These Short Stories Set in Argentina Are Both Chilling and Thrilling

Photo credit: Temi Oyelola / One World
Photo credit: Temi Oyelola / One World

From Oprah Magazine

The magnificent Isabel Allende looms large as the doyenne of Latin American literature. But there’s an emerging generation of women writers who are tapping into the richness of the magical realism tradition most associated with Gabriel García Márquez—and they've got their own singular, wholly fresh veins of wondrous weirdness.

Argentina’s Samanta Schweblin, Chile’s Paulina Flores, and Brazil’s Carola Saavedra are a few who dance a fine line between the miraculous and the mad. Now, Argentine writer Mariana Enríquez joins their ranks with a ravishing new story collection, The Dangers of Smoking in Bed, a volume that reimagines the Gothic and gives it an entirely new spin. (Like Flores and Schweblin, Enriquez's work is translated into English by Megan McDowell.) As in her previous collection, Things We Lost in the Fire, Enríquez mines her inner Poe: Her characters grapple with ghosts and their own hauntings. Their spirits are low, but the stakes couldn’t be higher.

While Enríquez's prose is precise and disciplined, her soul is pure punk, the opposite of the “elegant” Allende, whom she reveres. Her American influences range from filmmaker Gus Van Sant’s My Own Private Idaho to Iggy Pop's music to Anne Rice's vampire oeuvre. And she’s long been fascinated by gay desire; she spent her youth, she's noted in past interviews, with “tousled hair and military boots,” a portrait of the artist as a clenched fist, transforming her love of all things underground into a brilliant career. As her fiction attests, she’s kept her outsider stance as she’s transitioned into middle age.

But Enríquez is also a clinician of the body, dissecting her characters—sometimes literally—with a surgeon’s scalpel. The decay of our physical selves, the fears of an afterlife, and sudden surges of sex ignite these stories with a blue flame; her exploration of female self-pleasure is both erotic and chilling. In “Angelita Unearthed,” a girl excavates the bones of an infant only to confront, a decade later, the dead baby stalking her. “Our Lady of the Quarry” has a spatter of Stephen King: a clique of sex-crazed teenagers confronts their monstrous lust on a torrid summer afternoon. And there are puzzles within puzzles: “The Lookout” offers a Borgesian take on the Overlook Hotel, as a specter lures a distraught tourist through a maze-like resort to a tragic end.
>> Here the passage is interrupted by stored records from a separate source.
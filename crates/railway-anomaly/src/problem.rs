//! Machine-readable problem reports (`type`, `title`, `status`, `detail`,
//! `instance`), with absent fields omitted on the wire.

use serde::{Deserialize, Serialize};
use std::fmt;

#[derive(Debug, Clone, PartialEq, Eq, Serialize, Deserialize)]
pub struct ProblemReport {
    #[serde(rename = "type")]
    pub problem_type: String,
    #[serde(default, skip_serializing_if = "Option::is_none")]
    pub title: Option<String>,
    #[serde(default, skip_serializing_if = "Option::is_none")]
    pub status: Option<u16>,
    #[serde(default, skip_serializing_if = "Option::is_none")]
    pub detail: Option<String>,
    #[serde(default, skip_serializing_if = "Option::is_none")]
    pub instance: Option<String>,
}

impl ProblemReport {
    pub const ABOUT_BLANK: &'static str = "about:blank";

    pub fn new(problem_type: impl Into<String>) -> Self {
        Self {
            problem_type: problem_type.into(),
            title: None,
            status: None,
            detail: None,
            instance: None,
        }
    }

    pub fn about_blank() -> Self {
        Self::new(Self::ABOUT_BLANK)
    }

    pub fn with_title(mut self, title: impl Into<String>) -> Self {
        self.title = Some(title.into());
        self
    }

    pub fn with_status(mut self, status: u16) -> Self {
        self.status = Some(status);
        self
    }

    pub fn with_detail(mut self, detail: impl Into<String>) -> Self {
        self.detail = Some(detail.into());
        self
    }

    pub fn with_detail_opt(mut self, detail: Option<String>) -> Self {
        self.detail = detail;
        self
    }

    pub fn with_instance(mut self, instance: impl Into<String>) -> Self {
        self.instance = Some(instance.into());
        self
    }

    pub fn with_instance_opt(mut self, instance: Option<String>) -> Self {
        self.instance = instance;
        self
    }

    pub fn to_json(&self) -> serde_json::Value {
        serde_json::json!(self)
    }
}

impl fmt::Display for ProblemReport {
    fn fmt(&self, f: &mut fmt::Formatter<'_>) -> fmt::Result {
        if let Some(status) = self.status {
            write!(f, "{status} ")?;
        }
        write!(f, "{}", self.title.as_deref().unwrap_or(&self.problem_type))?;
        if let Some(detail) = &self.detail {
            write!(f, ": {detail}")?;
        }
        Ok(())
    }
}

#[cfg(test)]
mod tests {
    use super::*;

    #[test]
    fn absent_fields_are_omitted() {
        let report = ProblemReport::about_blank().with_status(404);
        let json = serde_json::to_string(&report).expect("serialize");
        assert_eq!(json, r#"{"type":"about:blank","status":404}"#);
    }

    #[test]
    fn reads_reports_with_missing_fields() {
        let report: ProblemReport =
            serde_json::from_str(r#"{"type":"about:blank","detail":"gone"}"#).expect("deserialize");
        assert_eq!(report.detail.as_deref(), Some("gone"));
        assert_eq!(report.status, None);
    }

    #[test]
    fn display_is_one_line_summary() {
        let report = ProblemReport::new("urn:x")
            .with_title("Not Found")
            .with_status(404)
            .with_detail("order: missing");
        assert_eq!(report.to_string(), "404 Not Found: order: missing");
        assert_eq!(ProblemReport::new("urn:x").to_string(), "urn:x");
    }
}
Enríquez assaults all of our senses, but is particularly attuned to smell. Sofía, a young woman from Buenos Aires visiting ex-pat friends in Barcelona, immediately detects a stench hovering over the city. Her friends whisper about a pedophile ring, missing children, and Sofía becomes a true detective of the supernatural. “What if her apprehension came only from her deep antipathy for proud Barcelona? What if hers was the phobia of a provincial tourist? She’d just decided to keep quiet when the smell inundated her nose like a hot pepper, like strong mint, making her eyes water; a smell that was almost palpable, black, from the crypt.”

And in the title story, another troubled woman holes up in her apartment, doused in cigarette smoke, passing the days by observing the moths who burn against her lamp. She tries to masturbate, but can’t do it. “Her body was failing her in many more ways she didn’t want to think about,” Enríquez writes. “Who would ever love her like that, with dandruff, depression, zits on her back, cellulite, hemorrhoids, and everything dry, so dry.”

The Dangers of Smoking in Bed establishes Enríquez as a premier Latin American voice. Enríquez's extraordinary—and extraordinarily ominous—fiction holds up a mirror to our bewildering times, when borders between the everyday and the inexplicable blur, and converge.